Here’s what the Obama administration – that “Endlessly Disappointing” EPA that “caves pretty fast” – has issued for environmental regulations just in the past few months:
The first regulations on mercury emissions from gold mines. You’ve never heard of this, but boy do you have your narrative all ready to go!~
The CSAPR rules, strict new emissions on mercury, arsenic, and other toxic emissions from coal-fired power plants, replacing the old CAIR rules – neither of which any of the shit-sandwich eaters here have ever heard of or bothered to find out about before bitching an moaning about how terrible the administration’s record is, and how quickly they cave.
Tighter regulations on stationary diesel engines’ emissions.
Tighter air toxic standards for oil and natural gas production.
Repealed the New Source Review grandfather provisions – and incredibly important regulatory development – maybe one of you is familiar with the name “Filthy Five?” Anyone? Bueller? – yet another term you tools have absolutely idea what it means, and have never bothered to find out about.
Regulations on asbestos emissions from demolition projects. Nobody here has ever heard of this, either.
That’s just some of the air regulations. Want me to do water?
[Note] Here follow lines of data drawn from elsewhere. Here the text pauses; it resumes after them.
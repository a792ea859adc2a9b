//! Report formatting: one header line per comparison, one fixed-width data
//! row per driver iteration.

use crate::clock::Timespec;
use std::io::{self, Write};

/// One timed pass result, labeled with its report column.
#[derive(Debug, Clone)]
pub struct RowCell {
    pub label: &'static str,
    pub elapsed: Timespec,
}

/// The durations of one full driver iteration, in pass execution order.
/// Created per iteration and consumed immediately by the reporter.
#[derive(Debug, Clone, Default)]
pub struct ResultRow {
    pub cells: Vec<RowCell>,
}

impl ResultRow {
    pub fn push(&mut self, label: &'static str, elapsed: Timespec) {
        self.cells.push(RowCell { label, elapsed });
    }
}

/// Writes result rows to a sink, emitting the column header once before the
/// first row. Pure formatting; a failed write is logged and swallowed so it
/// never alters the driver's state.
pub struct Reporter<W: Write> {
    out: W,
    header_written: bool,
}

impl Reporter<io::Stdout> {
    pub fn stdout() -> Self {
        Reporter::new(io::stdout())
    }
}

impl<W: Write> Reporter<W> {
    pub fn new(out: W) -> Self {
        Self {
            out,
            header_written: false,
        }
    }

    /// Consume the reporter and return its sink.
    pub fn into_inner(self) -> W {
        self.out
    }

    /// Format and write one row, preceded by the header on first use.
    pub fn emit(&mut self, row: &ResultRow) {
        if let Err(e) = self.write_row(row) {
            log::warn!("report write failed: {e}");
        }
    }

    fn write_row(&mut self, row: &ResultRow) -> io::Result<()> {
        if !self.header_written {
            let mut header = String::new();
            for cell in &row.cells {
                header.push_str(&format!("{:<12} ", cell.label));
            }
            writeln!(self.out, "{}", header.trim_end())?;
            self.header_written = true;
        }

        let mut line = String::new();
        for cell in &row.cells {
            line.push_str(&format!("{:<13}", cell.elapsed.to_string()));
        }
        writeln!(self.out, "{}", line.trim_end())?;
        self.out.flush()
    }
}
Oh, but none of those were stories in the Washington Post, and none of those allow people – people who are oh-so-incredibly concerned about air quality, people who are oh-so-confident as they hold forth on the performance of the Obama EPA – to don their favorite little poutrage masks and go all emo about how this President isn’t good enough.
You want to know why your bitching and moaning isn’t “good enough,” Inconsequentia? Because you don’t know what the fuck you’re talking about, and you don’t ever let that stop you as you spin the same boring fucking story every single fucking day, without ever once making an effort to find out what the fuck you’re talking about.
Maybe you can go back and reread the LGM blog posts about those.
OH WAIT…!
Obama is better than Bush on the environment. Significantly better.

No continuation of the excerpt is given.